*** Opening of SUPPLIED RECORDS ***
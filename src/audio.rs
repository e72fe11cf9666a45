//! Sound effects.
//!
//! The terminal has one voice, the bell, so playback rings it whenever the
//! effect is audible at the configured volume.

use crate::config::Settings;

#[derive(Debug, Clone, Copy, PartialEq, Eq)]
pub enum Sound {
    /// Ball hits a paddle
    Hit,
    /// Ball bounces off the top or bottom wall
    Collide,
    /// Snake eats the food
    Eat,
}

impl Sound {
    /// Per-effect level before the global effects volume is applied.
    pub fn volume(&self) -> f32 {
        match self {
            Sound::Hit => 0.5,
            Sound::Collide => 0.2,
            Sound::Eat => 0.5,
        }
    }
}

pub struct Mixer {
    sfx_volume: f32,
    muted: bool,
}

impl Mixer {
    pub fn new(settings: &Settings) -> Self {
        Mixer { sfx_volume: settings.sfx_volume, muted: settings.muted }
    }

    pub fn effective_volume(&self, sound: Sound) -> f32 {
        if self.muted {
            0.0
        } else {
            sound.volume() * self.sfx_volume
        }
    }

    /// Returns whether the bell should ring for this batch of effects.
    pub fn mix(&self, sounds: &[Sound]) -> bool {
        let mut audible = false;

        for &sound in sounds {
            let volume = self.effective_volume(sound);
            log::debug!("sound {:?} at volume {:.2}", sound, volume);
            audible |= volume > 0.0;
        }

        audible
    }
}

#[cfg(test)]
mod tests {
    use super::*;

    #[test]
    fn test_independent_levels() {
        let mixer = Mixer::new(&Settings { sfx_volume: 0.5, ..Settings::default() });

        assert_eq!(mixer.effective_volume(Sound::Hit), 0.25);
        assert_eq!(mixer.effective_volume(Sound::Collide), 0.1);
        assert_eq!(mixer.effective_volume(Sound::Eat), 0.25);
    }

    #[test]
    fn test_mute_and_empty_batches_are_silent() {
        let muted = Mixer::new(&Settings { muted: true, ..Settings::default() });
        assert!(!muted.mix(&[Sound::Hit, Sound::Eat]));

        let mixer = Mixer::new(&Settings::default());
        assert!(!mixer.mix(&[]));
        assert!(mixer.mix(&[Sound::Collide]));
    }
}
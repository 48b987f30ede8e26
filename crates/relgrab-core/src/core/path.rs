use crate::core::error::{RelgrabError, RelgrabResult};
use std::path::{Component, Path, PathBuf};

/// Get the relgrab home directory
///
/// Platform-specific locations:
/// - Windows: %APPDATA%\relgrab
/// - Linux: ~/.config/relgrab
/// - macOS: ~/Library/Application Support/relgrab
pub fn relgrab_home() -> RelgrabResult<PathBuf> {
    let config_dir = dirs::config_dir()
        .ok_or_else(|| RelgrabError::Path("Could not determine config directory".to_string()))?;
    Ok(config_dir.join("relgrab"))
}

/// Get the config file path
///
/// Platform-specific locations:
/// - Windows: %APPDATA%\relgrab\config.yaml
/// - Linux: ~/.config/relgrab/config.yaml
/// - macOS: ~/Library/Application Support/relgrab/config.yaml
pub fn config_file() -> RelgrabResult<PathBuf> {
    Ok(relgrab_home()?.join("config.yaml"))
}

/// Build the local path an asset is written to.
///
/// The asset name comes from the remote API and must be a single plain file
/// name; anything that would escape `dir` is rejected. An empty `dir` means
/// the current directory.
pub fn asset_destination(dir: &Path, asset_name: &str) -> RelgrabResult<PathBuf> {
    let mut components = Path::new(asset_name).components();
    let is_plain = matches!(
        (components.next(), components.next()),
        (Some(Component::Normal(_)), None)
    );

    if !is_plain || asset_name.contains(|c: char| c == '/' || c == '\\') {
        return Err(RelgrabError::Path(format!(
            "Refusing to write asset with unsafe name '{}'",
            asset_name
        )));
    }

    Ok(dir.join(asset_name))
}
*** Close of SUPPLIED RECORDS ***
* **PROBLEM REQUIREMENTS**
The entries need to be set down again in full, with no word changed.

* **EXERCISE SOLUTION**
filename src/audio.rs
repository e72fe11cf9666a45
//! Sound effects.
//!
//! The terminal has one voice, the bell, so playback rings it whenever the
//! effect is audible at the configured volume.

use crate::config::Settings;

#[derive(Debug, Clone, Copy, PartialEq, Eq)]
pub enum Sound {
    /// Ball hits a paddle
    Hit,
    /// Ball bounces off the top or bottom wall
    Collide,
    /// Snake eats the food
    Eat,
}

impl Sound {
    /// Per-effect level before the global effects volume is applied.
    pub fn volume(&self) -> f32 {
        match self {
            Sound::Hit => 0.5,
            Sound::Collide => 0.2,
            Sound::Eat => 0.5,
        }
    }
}

pub struct Mixer {
    sfx_volume: f32,
    muted: bool,
}

impl Mixer {
    pub fn new(settings: &Settings) -> Self {
        Mixer { sfx_volume: settings.sfx_volume, muted: settings.muted }
    }

    pub fn effective_volume(&self, sound: Sound) -> f32 {
        if self.muted {
            0.0
        } else {
            sound.volume() * self.sfx_volume
        }
    }

    /// Returns whether the bell should ring for this batch of effects.
    pub fn mix(&self, sounds: &[Sound]) -> bool {
        let mut audible = false;

        for &sound in sounds {
            let volume = self.effective_volume(sound);
            log::debug!("sound {:?} at volume {:.2}", sound, volume);
            audible |= volume > 0.0;
        }

        audible
    }
}

#[cfg(test)]
mod tests {
    use super::*;

    #[test]
    fn test_independent_levels() {
        let mixer = Mixer::new(&Settings { sfx_volume: 0.5, ..Settings::default() });

        assert_eq!(mixer.effective_volume(Sound::Hit), 0.25);
        assert_eq!(mixer.effective_volume(Sound::Collide), 0.1);
        assert_eq!(mixer.effective_volume(Sound::Eat), 0.25);
    }

    #[test]
    fn test_mute_and_empty_batches_are_silent() {
        let muted = Mixer::new(&Settings { muted: true, ..Settings::default() });
        assert!(!muted.mix(&[Sound::Hit, Sound::Eat]));

        let mixer = Mixer::new(&Settings::default());
        assert!(!mixer.mix(&[]));
        assert!(mixer.mix(&[Sound::Collide]));
    }
}
repository 48b987f30ede8e26
filename crates/relgrab-core/src/core/path.rs
use crate::core::error::{RelgrabError, RelgrabResult};
use std::path::{Component, Path, PathBuf};

/// Get the relgrab home directory
///
/// Platform-specific locations:
/// - Windows: %APPDATA%\relgrab
/// - Linux: ~/.config/relgrab
/// - macOS: ~/Library/Application Support/relgrab
pub fn relgrab_home() -> RelgrabResult<PathBuf> {
    let config_dir = dirs::config_dir()
        .ok_or_else(|| RelgrabError::Path("Could not determine config directory".to_string()))?;
    Ok(config_dir.join("relgrab"))
}

/// Get the config file path
///
/// Platform-specific locations:
/// - Windows: %APPDATA%\relgrab\config.yaml
/// - Linux: ~/.config/relgrab/config.yaml
/// - macOS: ~/Library/Application Support/relgrab/config.yaml
pub fn config_file() -> RelgrabResult<PathBuf> {
    Ok(relgrab_home()?.join("config.yaml"))
}

/// Build the local path an asset is written to.
///
/// The asset name comes from the remote API and must be a single plain file
/// name; anything that would escape `dir` is rejected. An empty `dir` means
/// the current directory.
pub fn asset_destination(dir: &Path, asset_name: &str) -> RelgrabResult<PathBuf> {
    let mut components = Path::new(asset_name).components();
    let is_plain = matches!(
        (components.next(), components.next()),
        (Some(Component::Normal(_)), None)
    );

    if !is_plain || asset_name.contains(|c: char| c == '/' || c == '\\') {
        return Err(RelgrabError::Path(format!(
            "Refusing to write asset with unsafe name '{}'",
            asset_name
        )));
    }

    Ok(dir.join(asset_name))
}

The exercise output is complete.